When investing, it is fundamental for the investor to make a comparison of various investment opportunities and determine which investment promises a higher return while ensuring that risks are as low as possible. The analysis sometimes requires a thorough examination of elements associated with types of investments. In this regard, it would be essential to take into consideration coupon rates, period of maturity and other features attached to both corporate bonds and municipal bonds.
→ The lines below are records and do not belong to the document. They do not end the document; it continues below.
/// Stamp caller parameters onto freshly computed spectra
///
/// Resets review status, records window and slowness grid in the
/// caller's units, attaches the merged configuration, then selects the
/// lead spectrum and derives plot data.
pub fn finalize_computed_spectra(
    spectra: &mut FkPowerSpectra,
    input: &FkInput,
    arrival_time: f64,
    vertical_channel_pattern: &str,
) {
    let config = &input.configuration;
    let slowness = SlownessAxis::symmetric(config.maximum_slowness, config.number_of_points);

    spectra.reviewed = false;
    spectra.phase_type = input.phase.clone();
    spectra.low_frequency = input.frequency_band.min_frequency_hz;
    spectra.high_frequency = input.frequency_band.max_frequency_hz;
    spectra.window_lead = input.window_params.lead_seconds;
    spectra.window_length = input.window_params.length_seconds;
    spectra.step_size = input.window_params.step_size;
    spectra.x_slow_start = slowness.start;
    spectra.y_slow_start = slowness.start;
    spectra.x_slow_delta = slowness.delta;
    spectra.y_slow_delta = slowness.delta;
    spectra.x_slow_count = slowness.count;
    spectra.y_slow_count = slowness.count;
    spectra.configuration = merged_configuration(input, vertical_channel_pattern);

    spectra.select_lead_spectrum(arrival_time);
    spectra.fstat_data = Some(spectra.plot_data());
}

/// Attach default configuration, lead spectrum and plot data to spectra
/// fetched from the OSD
pub fn finalize_fetched_spectra(
    spectra: &mut FkPowerSpectra,
    phase: &str,
    arrival_time: f64,
    station: Option<&ProcessingStation>,
) {
    spectra.reviewed = false;
    spectra.configuration = default_fk_configuration(phase, station);
    spectra.select_lead_spectrum(arrival_time);
    spectra.fstat_data = Some(spectra.plot_data());
}

#[cfg(test)]
mod tests {
    use super::*;
    use crate::converter::new_creation_info;
    use crate::models::{
        ChannelSegmentType, FkAttributes, FkPowerSpectrum, FrequencyBand, ProcessingChannel,
        RelativePosition, Timeseries, Waveform, WindowParameters,
    };

    fn channel(id: &str, name: &str, enabled: bool) -> ContributingChannel {
        ContributingChannel {
            id: id.to_string(),
            name: name.to_string(),
            enabled,
        }
    }

    fn input() -> FkInput {
        FkInput {
            station_id: "ASAR".to_string(),
            signal_detection_id: "sd".to_string(),
            phase: "P".to_string(),
            frequency_band: FrequencyBand {
                min_frequency_hz: 1.0,
                max_frequency_hz: 3.0,
            },
            window_params: WindowParameters {
                window_type: None,
                lead_seconds: 7.0,
                length_seconds: 4.0,
                step_size: 10.0,
            },
            configuration: FkConfiguration {
                contributing_channels_configuration: vec![
                    channel("a", "ASAR.AS01.SHZ", true),
                    channel("b", "ASAR.AS02.SHZ", false),
                    channel("c", "ASAR.AS01.BHE", true),
                ],
                ..FkConfiguration::default()
            },
        }
    }

    fn arrival_segment(start: f64, end: f64) -> ChannelSegment {
        ChannelSegment {
            id: "arrival".to_string(),
            channel_id: "ASAR.beam".to_string(),
            name: "beam".to_string(),
            segment_type: ChannelSegmentType::DetectionBeam,
            start_time: start,
            end_time: end,
            timeseries: Timeseries::Waveform(vec![Waveform {
                start_time: start,
                sample_rate: 1.0,
                sample_count: 0,
                values: vec![],
            }]),
            creation_info: new_creation_info(),
        }
    }

    fn spectra(start: f64, count: usize, step: f64) -> FkPowerSpectra {
        FkPowerSpectra {
            start_time: start,
            sample_rate: 1.0 / step,
            sample_count: count,
            window_lead: 0.0,
            window_length: 0.0,
            step_size: step,
            phase_type: String::new(),
            low_frequency: 0.0,
            high_frequency: 0.0,
            x_slow_start: 0.0,
            x_slow_delta: 0.0,
            x_slow_count: 0,
            y_slow_start: 0.0,
            y_slow_delta: 0.0,
            y_slow_count: 0,
            reviewed: true,
            spectrums: (0..count)
                .map(|i| FkPowerSpectrum {
                    power: vec![],
                    fstat: vec![],
                    quality: 0,
                    attributes: FkAttributes {
                        azimuth: i as f64,
                        ..Default::default()
                    },
                })
                .collect(),
            lead_spectrum_index: None,
            fstat_data: None,
            configuration: FkConfiguration::default(),
        }
    }

    #[test]
    fn test_medium_velocity_by_phase() {
        assert_eq!(medium_velocity_for_phase("P"), 5.8);
        assert_eq!(medium_velocity_for_phase("PcP"), 5.8);
        assert_eq!(medium_velocity_for_phase("Sn"), 3.6);
        assert_eq!(medium_velocity_for_phase("Lg"), 3.5);
        assert_eq!(medium_velocity_for_phase("Rg"), 3.0);
        assert_eq!(medium_velocity_for_phase("Tx"), 1.0);
    }

    #[test]
    fn test_km_to_degrees() {
        let one_degree_km = EARTH_RADIUS_KM * std::f64::consts::TAU / 360.0;
        assert!((km_to_degrees(one_degree_km) - 1.0).abs() < 1e-12);
    }

    #[test]
    fn test_slowness_axis_is_symmetric() {
        let axis = SlownessAxis::symmetric(40.0, 81.0);
        assert_eq!(axis.start, -40.0);
        assert_eq!(axis.count, 81);
        assert!((axis.delta - 80.0 / 81.0).abs() < 1e-12);
    }

    #[test]
    fn test_default_configuration_enables_station_channels() {
        let station = ProcessingStation {
            id: "ASAR".to_string(),
            name: "ASAR".to_string(),
            location: Default::default(),
            channels: vec![ProcessingChannel {
                id: "a".to_string(),
                name: "ASAR.AS01.SHZ".to_string(),
                sample_rate: 40.0,
                position: RelativePosition::default(),
            }],
        };
        let config = default_fk_configuration("S", Some(&station));
        assert_eq!(config.medium_velocity, 3.6);
        assert_eq!(config.maximum_slowness, 40.0);
        assert_eq!(config.number_of_points, 81.0);
        assert_eq!(config.lead_fk_spectrum_seconds, 1.0);
        assert!(config.contributing_channels_configuration[0].enabled);
    }

    #[test]
    fn test_only_enabled_vertical_channels_contribute() {
        assert_eq!(contributing_channel_ids(&input().configuration, "SHZ"), vec!["a"]);
    }

    #[test]
    fn test_normal_request() {
        let request =
            build_compute_fk_request(&input(), 60.0, &arrival_segment(0.0, 100.0), FkRequestMode::Normal, "SHZ")
                .unwrap();
        assert_eq!(request.start_time, to_wire_time(3.0));
        assert_eq!(request.sample_rate, 0.1);
        assert_eq!(request.sample_count, 10);
        assert_eq!(request.channel_ids, vec!["a"]);
        assert_eq!(request.window_lead, "PT7S");
        assert_eq!(request.output_channel_id, "ASAR");
        assert_eq!(request.slow_count_x, 81);
        assert_eq!(request.slow_start_x, -km_to_degrees(40.0));
        assert_eq!(request.slow_start_x, request.slow_start_y);
    }

    #[test]
    fn test_thumbnail_request_yields_single_spectrum() {
        let request = build_compute_fk_request(
            &input(),
            60.0,
            &arrival_segment(0.0, 100.0),
            FkRequestMode::Thumbnail,
            "SHZ",
        )
        .unwrap();
        assert_eq!(request.sample_count, 1);
        assert!((request.sample_rate - 1.0 / 97.0).abs() < 1e-12);
    }

    #[test]
    fn test_request_fails_without_pre_arrival_data() {
        let result = build_compute_fk_request(
            &input(),
            6.0,
            &arrival_segment(0.0, 100.0),
            FkRequestMode::Normal,
            "SHZ",
        );
        assert!(matches!(result, Err(ComputeError::InvalidInput(_))));
    }

    #[test]
    fn test_request_fails_without_channels() {
        let result = build_compute_fk_request(
            &input(),
            60.0,
            &arrival_segment(0.0, 100.0),
            FkRequestMode::Normal,
            "BHZ",
        );
        assert!(matches!(result, Err(ComputeError::InvalidInput(_))));
    }

    #[test]
    fn test_lead_spectrum_is_nearest_to_arrival_minus_lead() {
        // start 100, step 2, 10 spectra; arrival at k = 5, lead 1 s
        let mut s = spectra(100.0, 10, 2.0);
        s.configuration.lead_fk_spectrum_seconds = 1.0;
        assert_eq!(s.lead_index_for_arrival(110.0), Some(5));

        s.configuration.lead_fk_spectrum_seconds = 3.0;
        assert_eq!(s.lead_index_for_arrival(110.0), Some(4));

        // clamped at both ends
        assert_eq!(s.lead_index_for_arrival(50.0), Some(0));
        assert_eq!(s.lead_index_for_arrival(1000.0), Some(9));

        assert_eq!(spectra(100.0, 0, 2.0).lead_index_for_arrival(110.0), None);
    }

    #[test]
    fn test_finalize_computed_spectra() {
        let mut s = spectra(3.0, 5, 10.0);
        finalize_computed_spectra(&mut s, &input(), 60.0, "SHZ");

        assert!(!s.reviewed);
        assert_eq!(s.phase_type, "P");
        assert_eq!(s.window_lead, 7.0);
        assert_eq!(s.step_size, 10.0);
        assert_eq!(s.x_slow_start, -40.0);
        assert_eq!(s.configuration.lead_fk_spectrum_seconds, 7.0);
        // (60 - 7 - 3) / 10 = 5, clamped to last index
        assert_eq!(s.lead_spectrum_index, Some(4));

        let enabled: Vec<_> = s
            .configuration
            .contributing_channels_configuration
            .iter()
            .map(|c| c.enabled)
            .collect();
        assert_eq!(enabled, vec![true, false, false]);
        assert_eq!(s.fstat_data.unwrap().azimuth_wf.values.len(), 5);
    }
}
In this scenario, Beth Anaheim is attempting to consider choosing an investment opportunity. Corporate bonds are commonly subjected to federal taxes while municipal bonds are provided with tax exemptions.

Works Cited

Anand, Steve. Optimizing Corporate Portfolio Management: Aligning Investment Proposals with Organizational Strategy. New York, NY: Wiley, 2007. Print.

Hubbard, Davis. How to Measure Anything: Finding the Value of Intangibles in Business. New York, NY: John Wiley & Sons, 2007. Print.

Shan, McGuin. Project Portfolio Management: Leading the Corporate Vision. Basingstoke: Palgrave Macmillan, 2007. Print.